Data records
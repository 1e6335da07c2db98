//! Error types for the hotel SDK

use hotel_client::ClientError;
use thiserror::Error;

/// Result type for SDK operations
pub type Result<T> = std::result::Result<T, SdkError>;

/// SDK error types
#[derive(Error, Debug, Clone, PartialEq)]
pub enum SdkError {
    /// Backend call failed
    #[error(transparent)]
    Client(#[from] ClientError),

    /// Form is invalid and cannot be submitted
    #[error("Corrigez les erreurs svp")]
    Validation,

    /// Hotel not found
    #[error("Hotel not found: {0}")]
    NotFound(u64),

    /// The catalogue fold task is gone
    #[error("Hotel catalog closed")]
    CatalogClosed,
}

impl SdkError {
    /// Text shown in the edit screen's dismissible error banner
    pub fn user_message(&self) -> String {
        match self {
            SdkError::Client(err) => err.user_message(),
            other => other.to_string(),
        }
    }
}
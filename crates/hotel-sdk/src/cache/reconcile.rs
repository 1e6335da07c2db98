//! Fold accumulator for the hotel catalogue

use hotel_client::{Hotel, HotelId};

/// Ordered, id-keyed hotel collection built by folding change events.
///
/// Local changes received before the first seed are held back and applied,
/// in arrival order, once the fetched collection lands.
#[derive(Debug, Default)]
pub struct Reconciler {
    items: Option<Vec<Hotel>>,
    pending: Vec<Change>,
}

#[derive(Debug)]
enum Change {
    Upsert(Hotel),
    Remove(HotelId),
}

impl Reconciler {
    pub fn new() -> Self {
        Self::default()
    }

    /// Whether the fetched collection has been seeded
    pub fn is_seeded(&self) -> bool {
        self.items.is_some()
    }

    /// Current materialized collection, `None` until seeded
    pub fn items(&self) -> Option<&[Hotel]> {
        self.items.as_deref()
    }

    /// Replace the base collection with a fresh join result
    pub fn seed(&mut self, hotels: Vec<Hotel>) {
        let mut items = hotels;
        for change in self.pending.drain(..) {
            apply_change(&mut items, change);
        }
        self.items = Some(items);
    }

    /// Fold one hotel: replace in place when the id is known, append otherwise
    pub fn apply(&mut self, hotel: Hotel) {
        self.push(Change::Upsert(hotel));
    }

    /// Evict a hotel by id; unknown ids are ignored
    pub fn remove(&mut self, id: HotelId) {
        self.push(Change::Remove(id));
    }

    fn push(&mut self, change: Change) {
        match self.items.as_mut() {
            Some(items) => apply_change(items, change),
            None => self.pending.push(change),
        }
    }
}

fn apply_change(items: &mut Vec<Hotel>, change: Change) {
    match change {
        Change::Upsert(hotel) => match items.iter().position(|h| h.id == hotel.id) {
            Some(index) => items[index] = hotel,
            None => items.push(hotel),
        },
        Change::Remove(id) => items.retain(|h| h.id != id),
    }
}
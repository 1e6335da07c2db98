//! Single form control

use super::validators::Validator;
use crate::validation::{ErrorKind, FieldState};

/// Text control with validators and interaction flags
#[derive(Debug, Clone, Default)]
pub struct FormControl {
    value: String,
    validators: Vec<Validator>,
    dirty: bool,
    touched: bool,
}

impl FormControl {
    pub fn new(validators: Vec<Validator>) -> Self {
        Self {
            validators,
            ..Default::default()
        }
    }

    pub fn value(&self) -> &str {
        &self.value
    }

    /// User edit: updates the value and marks the control dirty
    pub fn set_value(&mut self, value: impl Into<String>) {
        self.value = value.into();
        self.dirty = true;
    }

    /// Programmatic load: updates the value, flags untouched
    pub fn patch(&mut self, value: impl Into<String>) {
        self.value = value.into();
    }

    pub fn mark_touched(&mut self) {
        self.touched = true;
    }

    pub fn is_dirty(&self) -> bool {
        self.dirty
    }

    pub fn is_touched(&self) -> bool {
        self.touched
    }

    /// Active error kinds, in validator order
    pub fn errors(&self) -> Vec<ErrorKind> {
        self.validators
            .iter()
            .filter_map(|v| v.check(&self.value))
            .collect()
    }

    pub fn is_valid(&self) -> bool {
        self.errors().is_empty()
    }

    pub fn state(&self) -> FieldState {
        FieldState {
            errors: self.errors(),
            dirty: self.dirty,
            touched: self.touched,
        }
    }

    /// Clear the value and both flags
    pub fn reset(&mut self) {
        self.value.clear();
        self.dirty = false;
        self.touched = false;
    }
}
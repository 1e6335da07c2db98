//! Hotel SDK - edit screen and list cache for the hotel catalogue
//!
//! # Architecture
//!
//! - **Validation**: a declarative rule table turns form validity into one
//!   message per field, recomputed through a debounce that turns off once a
//!   submit was attempted.
//! - **Cache**: hotels and categories are fetched once, joined, and folded
//!   together with local create/update/delete events into a shared view
//!   with replay-one semantics.
//! - **Service / Editor**: explicitly constructed owners of the backend
//!   handle, the catalogue and the form.
//!
//! # Example
//!
//! ```rust,ignore
//! use hotel_sdk::{ClientConfig, HotelEditor, HotelService, CatalogConfig};
//! use std::sync::Arc;
//!
//! let service = Arc::new(HotelService::from_config(
//!     ClientConfig::from_env()?,
//!     CatalogConfig::default(),
//! )?);
//!
//! // List screen
//! let mut list = service.get_all();
//! let hotels = list.next().await.unwrap()?;
//!
//! // Edit screen
//! let mut editor = HotelEditor::new(service.clone());
//! editor.load(0).await?;
//! editor.set_value("hotelName", "Grand Hotel");
//! editor.set_value("price", "120");
//! editor.save().await?;
//!
//! // The list sees the new hotel without a re-fetch
//! let hotels = list.next().await.unwrap()?;
//! ```

// Reconciling catalogue cache
pub mod cache;

// Hotel service
pub mod client;

// Edit workflow
pub mod editor;

// Error types
pub mod error;

// Form model
pub mod form;

// Rule table, error mapper and debounced error stream
pub mod validation;

#[cfg(test)]
mod test_support;

// Re-export cache types
pub use cache::{CatalogConfig, CatalogEvent, CatalogState, CatalogSubscription, HotelCatalog};

// Re-export service and editor
pub use client::{HotelService, ServiceConfig};
pub use editor::{HotelEditor, SaveOutcome};

// Re-export form and validation types
pub use form::HotelForm;
pub use validation::{
    ErrorKind, ErrorMapper, ErrorStream, FieldState, FormErrors, FormSnapshot, ValidationConfig,
    ValidationRules,
};

// Re-export error types
pub use error::{Result, SdkError};

// Re-export from the underlying client
pub use hotel_client::{
    Category, ClientConfig, ClientError, Hotel, HotelBackend, HotelClient, HotelId, HotelInput,
};
//! HTTP client for the hotel backend

use crate::backend::HotelBackend;
use crate::error::{ClientError, Result};
use crate::types::*;
use async_trait::async_trait;
use reqwest::{header, Client, StatusCode};
use std::time::Duration;
use tracing::{debug, error};

/// HTTP client for the hotel backend
///
/// # Example
///
/// ```rust,no_run
/// use hotel_client::{ClientConfig, HotelBackend, HotelClient};
///
/// # async fn example() -> Result<(), Box<dyn std::error::Error>> {
/// let client = HotelClient::new(ClientConfig::default())?;
///
/// if let Some(hotel) = client.fetch_hotel(3).await? {
///     println!("{}", hotel.hotel_name);
/// }
/// # Ok(())
/// # }
/// ```
pub struct HotelClient {
    config: ClientConfig,
    client: Client,
}

impl HotelClient {
    /// Create a new hotel client
    pub fn new(config: ClientConfig) -> Result<Self> {
        let mut builder = Client::builder();
        if let Some(secs) = config.timeout_secs {
            builder = builder.timeout(Duration::from_secs(secs));
        }

        let client = builder
            .build()
            .map_err(|e| ClientError::InvalidConfig(e.to_string()))?;

        Ok(Self { config, client })
    }

    /// Get the client configuration
    pub fn config(&self) -> &ClientConfig {
        &self.config
    }

    // ==================== Helper Methods ====================

    /// Map a response to its body bytes, converting non-2xx into `Backend`
    async fn read_body(&self, response: reqwest::Response) -> Result<Vec<u8>> {
        let status = response.status();
        if !status.is_success() {
            let body = response.text().await.unwrap_or_default();
            error!(status = status.as_u16(), body = %body, "Backend returned an error status");
            return Err(ClientError::Backend {
                status: status.as_u16(),
                body,
            });
        }

        Ok(response.bytes().await?.to_vec())
    }

    async fn handle_response<T: serde::de::DeserializeOwned>(
        &self,
        response: reqwest::Response,
    ) -> Result<T> {
        let body = self.read_body(response).await?;
        Ok(serde_json::from_slice(&body)?)
    }
}

fn transport(err: reqwest::Error) -> ClientError {
    let err = ClientError::from(err);
    if err.is_transport() {
        error!(error = %err, "Hotel backend unreachable");
    }
    err
}

#[async_trait]
impl HotelBackend for HotelClient {
    async fn fetch_hotels(&self) -> Result<Vec<Hotel>> {
        let url = self.config.collection_url();

        let response = self.client.get(&url).send().await.map_err(transport)?;
        let hotels: Vec<Hotel> = self.handle_response(response).await?;

        debug!(count = hotels.len(), "Fetched hotels");
        Ok(hotels)
    }

    async fn fetch_categories(&self) -> Result<Vec<Category>> {
        Ok(self.config.categories.clone())
    }

    async fn fetch_hotel(&self, id: HotelId) -> Result<Option<Hotel>> {
        let url = self.config.item_url(id);

        let response = self.client.get(&url).send().await.map_err(transport)?;
        if response.status() == StatusCode::NOT_FOUND {
            debug!(hotel_id = id, "Hotel not found");
            return Ok(None);
        }

        Ok(Some(self.handle_response(response).await?))
    }

    async fn create_hotel(&self, input: &HotelInput) -> Result<Hotel> {
        let url = self.config.collection_url();

        let response = self
            .client
            .post(&url)
            .header(header::CONTENT_TYPE, "application/json")
            .json(input)
            .send()
            .await
            .map_err(transport)?;

        let hotel: Hotel = self.handle_response(response).await?;
        debug!(hotel_id = hotel.id, "Created hotel");
        Ok(hotel)
    }

    async fn update_hotel(&self, hotel: &Hotel) -> Result<Hotel> {
        let url = self.config.item_url(hotel.id);

        let response = self
            .client
            .post(&url)
            .header(header::CONTENT_TYPE, "application/json")
            .json(hotel)
            .send()
            .await
            .map_err(transport)?;

        // Some backends answer an update with 204 and no body
        let body = self.read_body(response).await?;
        if body.iter().all(u8::is_ascii_whitespace) {
            return Ok(hotel.clone());
        }

        Ok(serde_json::from_slice(&body)?)
    }

    async fn delete_hotel(&self, id: HotelId) -> Result<()> {
        let url = self.config.item_url(id);

        let response = self.client.delete(&url).send().await.map_err(transport)?;
        self.read_body(response).await?;

        debug!(hotel_id = id, "Deleted hotel");
        Ok(())
    }
}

**Exercise instructions**
Check each line of the entries for the word "FormControl". State how many lines hold it, and write nothing else.

**Task response**
2